Find e = √(1 - b²/a²) and identify major/minor axes.

Eccentricity of Ellipse x²/25 + y²/16 = 1

Question

Find the eccentricity of the ellipse $\dfrac{x^2}{25} + \dfrac{y^2}{16} = 1$ . Also identify the major and minor axes.

Solution — Step by Step

Read directly from the standard form $\dfrac{x^2}{a^2} + \dfrac{y^2}{b^2} = 1$ . Here $a^2 = 25$ and $b^2 = 16$ , so $a = 5$ and $b = 4$ .

Since $a^2 > b^2$ (25 > 16), the larger denominator is under $x^2$ . This means the major axis lies along the x-axis, with length $2a = 10$ . The minor axis is along the y-axis, with length $2b = 8$ .

We need $c$ first because eccentricity $e = c/a$ . The relation $c^2 = a^2 - b^2$ comes from the geometric definition of an ellipse — $c$ is the distance from the centre to each focus.

c^2 = 25 - 16 = 9 \implies c = 3

e = \frac{c}{a} = \frac{3}{5} = \mathbf{0.6}

For any ellipse, $0 < e < 1$ . We got $e = 0.6$ — sits comfortably in that range. ✓

Why This Works

The eccentricity formula $e = \sqrt{1 - \dfrac{b^2}{a^2}}$ measures how “stretched” the ellipse is.
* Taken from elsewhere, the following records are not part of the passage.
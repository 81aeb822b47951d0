// Scorer trait — the swap-ready abstraction over trained classifiers.
//
// The pipeline treats the model as an opaque capability: text in, class
// distribution out. The default implementation is a local linear model loaded
// from disk; the Perspective API is available as a remote backend. Swapping
// backends never touches the pipeline.

use anyhow::Result;
use async_trait::async_trait;

use crate::classify::ScoreDistribution;

/// Trait for scoring text toxicity. Async because remote backends require
/// HTTP calls; the local backend resolves immediately.
#[async_trait]
pub trait Scorer: Send + Sync {
    /// Produce a probability distribution over {non_toxic, toxic} for one text.
    async fn score(&self, text: &str) -> Result<ScoreDistribution>;

    /// Identifies the model behind this scorer, surfaced by the health endpoint.
    fn model_version(&self) -> String;
}
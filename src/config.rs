use std::env;
use std::path::PathBuf;

use anyhow::Result;

/// Which scorer backend to use.
#[derive(Debug, Clone, PartialEq)]
pub enum ScorerBackend {
    /// Local linear model (default) — no API key needed, no rate limits
    Linear,
    /// Google Perspective API — requires PERSPECTIVE_API_KEY, 1 QPS limit
    Perspective,
}

/// Default CORS origins for the local frontend dev server.
const DEFAULT_CORS_ORIGINS: [&str; 3] = [
    "http://localhost:3000",
    "http://127.0.0.1:3000",
    "http://0.0.0.0:3000",
];

/// Central configuration loaded from environment variables.
///
/// All secrets come from env vars (never hardcoded). The .env file
/// is loaded automatically at startup via dotenvy.
pub struct Config {
    /// Which scorer to use (default: Linear)
    pub scorer_backend: ScorerBackend,
    /// Path to the linear model artifact
    pub model_path: PathBuf,
    pub perspective_api_key: String,
    /// Origins allowed by the CORS layer (CINDER_CORS_ORIGINS, comma-separated)
    pub cors_origins: Vec<String>,
}

impl Config {
    /// Load configuration from environment variables.
    pub fn load() -> Result<Self> {
        let scorer_backend = match env::var("CINDER_SCORER").as_deref() {
            Ok("perspective") => ScorerBackend::Perspective,
            // "linear" or unset both default to the local model
            _ => ScorerBackend::Linear,
        };

        let model_path = env::var("CINDER_MODEL_PATH")
            .map(PathBuf::from)
            .unwrap_or_else(|_| PathBuf::from("./models/toxicity_model.json"));

        let cors_origins = match env::var("CINDER_CORS_ORIGINS") {
            Ok(raw) => raw
                .split(',')
                .map(|s| s.trim().to_string())
                .filter(|s| !s.is_empty())
                .collect(),
            Err(_) => DEFAULT_CORS_ORIGINS.iter().map(|s| s.to_string()).collect(),
        };

        Ok(Self {
            scorer_backend,
            model_path,
            perspective_api_key: env::var("PERSPECTIVE_API_KEY").unwrap_or_default(),
            cors_origins,
        })
    }

    /// Check that the Perspective API key is configured.
    pub fn require_perspective(&self) -> Result<()> {
        if self.perspective_api_key.is_empty() {
            anyhow::bail!(
                "PERSPECTIVE_API_KEY not set. Add it to your .env file,\n\
                 or unset CINDER_SCORER to use the local linear model."
            );
        }
        Ok(())
    }

    /// Validate that the chosen scorer backend has what it needs.
    /// For Linear: the model file must exist. For Perspective: API key set.
    pub fn require_scorer(&self) -> Result<()> {
        match self.scorer_backend {
            ScorerBackend::Linear => {
                if !self.model_path.exists() {
                    anyhow::bail!(
                        "model file not found: {}\n\
                         Set CINDER_MODEL_PATH, or set CINDER_SCORER=perspective to use the Perspective API.",
                        self.model_path.display()
                    );
                }
                Ok(())
            }
            ScorerBackend::Perspective => self.require_perspective(),
        }
    }
}
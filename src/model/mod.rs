// Scorer backends — trait-based abstraction for swappable providers.
//
// The Scorer trait defines the interface. LinearScorer (local TF-IDF +
// logistic regression artifact) is the default; PerspectiveScorer is a
// remote alternative. The pipeline never knows which one it holds.

pub mod linear;
pub mod perspective;
pub mod rate_limiter;
pub mod traits;

pub use linear::LinearScorer;
pub use perspective::PerspectiveScorer;
pub use traits::Scorer;
use serde::{Deserialize, Serialize};

use crate::math::fft::FftHelper;
use crate::math::stats::StatsHelper;
use crate::prelude::{StageError, StageResult};

/// Circular cross-correlation with lag 0 at index `len / 2`.
#[derive(Debug, Clone, PartialEq, Serialize, Deserialize)]
pub struct CorrelationBuffer {
    pub values: Vec<f64>,
    /// `sqrt(sum(a^2) * sum(b^2))` of the correlated channels.
    pub norm: f64,
}

impl CorrelationBuffer {
    pub fn len(&self) -> usize {
        self.values.len()
    }

    pub fn is_empty(&self) -> bool {
        self.values.is_empty()
    }

    pub fn midpoint(&self) -> usize {
        self.values.len() / 2
    }

    /// Largest symmetric lag reachable on both sides of the midpoint.
    pub fn max_lag(&self) -> usize {
        let mid = self.midpoint();
        mid.min(self.values.len().saturating_sub(1) - mid)
    }

    pub fn at_lag(&self, lag: isize) -> Option<f64> {
        let index = self.midpoint() as isize + lag;
        if index < 0 {
            return None;
        }
        self.values.get(index as usize).copied()
    }
}

/// FFT-based correlator. The value at lag `m` is `sum_i a[i + m] * b[i]`, so a
/// `b` that lags `a` by `k` samples peaks at lag `-k`.
#[derive(Debug, Default, Clone, Copy)]
pub struct CrossCorrelator;

impl CrossCorrelator {
    pub fn new() -> Self {
        Self
    }

    pub fn correlate(&self, a: &[f64], b: &[f64]) -> StageResult<CorrelationBuffer> {
        if a.is_empty() || a.len() != b.len() {
            return Err(StageError::InputShape(format!(
                "correlation needs equal non-empty channels, got {} and {}",
                a.len(),
                b.len()
            )));
        }

        let size = (2 * a.len() - 1).next_power_of_two();
        let mut fft = FftHelper::new(size);
        let spectrum_a = fft.forward_real(a);
        let spectrum_b = fft.forward_real(b);
        let cross = spectrum_a
            .iter()
            .zip(spectrum_b.iter())
            .map(|(x, y)| x * y.conj())
            .collect();

        let mut values = fft.inverse_real(cross);
        values.rotate_right(size / 2);

        let norm = (StatsHelper::energy(a) * StatsHelper::energy(b)).sqrt();
        Ok(CorrelationBuffer { values, norm })
    }
}
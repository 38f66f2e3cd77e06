use crate::workflow::audio::read_stereo_wav;
use crate::workflow::config::WorkflowConfig;
use anyhow::{bail, Context};
use aoacore::interface::{Estimate, EstimateRecord};
use aoacore::telemetry::{Metrics, MetricsRecorder};
use aoacore::Estimator;
use log::{info, warn};
use std::fs;
use std::path::{Path, PathBuf};
use std::sync::atomic::{AtomicBool, Ordering};
use std::sync::Arc;
use tokio::runtime::Builder;
use tokio::sync::Semaphore;

#[derive(Debug)]
pub struct BatchResult {
    pub records: Vec<EstimateRecord>,
    pub metrics: Metrics,
}

#[derive(Clone)]
pub struct Runner {
    config: WorkflowConfig,
    estimator: Arc<Estimator>,
    metrics: Arc<MetricsRecorder>,
}

/// Recordings are numbered from one: `1.wav`, `2.wav`, ...
pub fn recording_path(directory: &Path, index: usize) -> PathBuf {
    directory.join(format!("{}.wav", index))
}

impl Runner {
    pub fn new(config: WorkflowConfig) -> anyhow::Result<Self> {
        let estimator =
            Estimator::new(config.estimator.clone()).context("building the estimator")?;
        Ok(Self {
            config,
            estimator: Arc::new(estimator),
            metrics: Arc::new(MetricsRecorder::new()),
        })
    }

    /// Estimates recordings `1..=count` of `directory` in parallel.
    ///
    /// At most `workers` recordings are in flight at once. Records come back
    /// in input order. A failed recording yields a failure record; in strict
    /// mode it aborts the batch and no further recordings are started.
    pub fn execute(&self, directory: &Path, count: usize) -> anyhow::Result<BatchResult> {
        let workers = self.config.effective_workers();
        let strict = self.config.strict;
        info!("processing {} recordings with {} workers", count, workers);

        let runtime = Builder::new_multi_thread()
            .worker_threads(1)
            .max_blocking_threads(workers)
            .build()
            .context("creating the estimation runtime")?;

        let records = runtime.block_on(async {
            let slots = Arc::new(Semaphore::new(workers));
            let failed = Arc::new(AtomicBool::new(false));

            let mut handles = Vec::with_capacity(count);
            for index in 1..=count {
                let permit = slots
                    .clone()
                    .acquire_owned()
                    .await
                    .context("waiting for a worker slot")?;
                if strict && failed.load(Ordering::SeqCst) {
                    break;
                }
                let estimator = self.estimator.clone();
                let metrics = self.metrics.clone();
                let failed = failed.clone();
                let path = recording_path(directory, index);
                handles.push(tokio::task::spawn_blocking(move || {
                    let record = run_one(&estimator, &metrics, index, &path);
                    if record.error.is_some() {
                        failed.store(true, Ordering::SeqCst);
                    }
                    drop(permit);
                    record
                }));
            }

            let mut records = Vec::with_capacity(handles.len());
            let mut pending = handles.into_iter();
            while let Some(handle) = pending.next() {
                let record = handle.await.context("joining an estimation task")?;
                match (&record.estimate, &record.error) {
                    (Some(estimate), _) => println!(
                        "{:6}: Estimated Angle is {:.2} degree",
                        record.index, estimate.angle_deg
                    ),
                    (None, Some(error)) if strict => {
                        for rest in pending.by_ref() {
                            rest.abort();
                        }
                        bail!("recording {} failed: {}", record.file, error);
                    }
                    (None, _) => println!("{:6}: failed", record.index),
                }
                records.push(record);
            }
            Ok::<_, anyhow::Error>(records)
        })?;

        Ok(BatchResult {
            records,
            metrics: self.metrics.snapshot(),
        })
    }
}

fn estimate_file(estimator: &Estimator, path: &Path) -> anyhow::Result<Estimate> {
    let pair = read_stereo_wav(path)?;
    estimator
        .estimate_pair(pair)
        .with_context(|| format!("estimating {}", path.display()))
}

fn run_one(
    estimator: &Estimator,
    metrics: &MetricsRecorder,
    index: usize,
    path: &Path,
) -> EstimateRecord {
    let file = path.display().to_string();
    match estimate_file(estimator, path) {
        Ok(estimate) => {
            metrics.record_processed(estimate.low_confidence);
            EstimateRecord::success(index, file, estimate)
        }
        Err(err) => {
            warn!("{:#}", err);
            metrics.record_error();
            EstimateRecord::failure(index, file, format!("{:#}", err))
        }
    }
}

/// Writes one angle per line in input order; failures are written as `nan`.
pub fn write_results(path: &Path, records: &[EstimateRecord]) -> anyhow::Result<()> {
    let mut contents = String::new();
    for record in records {
        let angle = record.angle_or_nan();
        if angle.is_nan() {
            contents.push_str("nan\n");
        } else {
            contents.push_str(&format!("{:?}\n", angle));
        }
    }
    fs::write(path, contents).with_context(|| format!("writing results to {}", path.display()))
}

pub fn write_report(path: &Path, records: &[EstimateRecord]) -> anyhow::Result<()> {
    let json = serde_json::to_string_pretty(records).context("serializing the report")?;
    fs::write(path, json).with_context(|| format!("writing report to {}", path.display()))
}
When $e \to 0$ , the ellipse becomes a perfect circle. When $e \to 1$ , it flattens into a line segment.

Here $e = 0.6$ tells us the ellipse is moderately elongated — not too circular, not too flat. The foci are at $(\pm 3, 0)$ , sitting inside the ellipse between the centre and the vertices at $(\pm 5, 0)$ .

The key insight is that $a$ is always the larger of the two values. Many students blindly write $a^2 = 25$ without checking which axis is major — this matters when writing focus coordinates and directrix equations.

Alternative Method

We can use the eccentricity formula directly without finding $c$ separately:

e = \sqrt{1 - \frac{b^2}{a^2}} = \sqrt{1 - \frac{16}{25}} = \sqrt{\frac{9}{25}} = \frac{3}{5}

This single-step formula is faster in JEE Main where time is tight. Memorise it as: subtract the fraction of denominators, take square root. Two lines, done.

Common Mistake

Swapping a² and b² — Students write $a^2 = 16$ because 16 comes first alphabetically or they confuse rows. Always check: $a^2$ is the larger denominator for a standard ellipse. If you had written $a^2 = 16, b^2 = 25$ , you’d get $c^2 = 16 - 25 < 0$ , which is impossible. That negative under the square root is your signal something went wrong.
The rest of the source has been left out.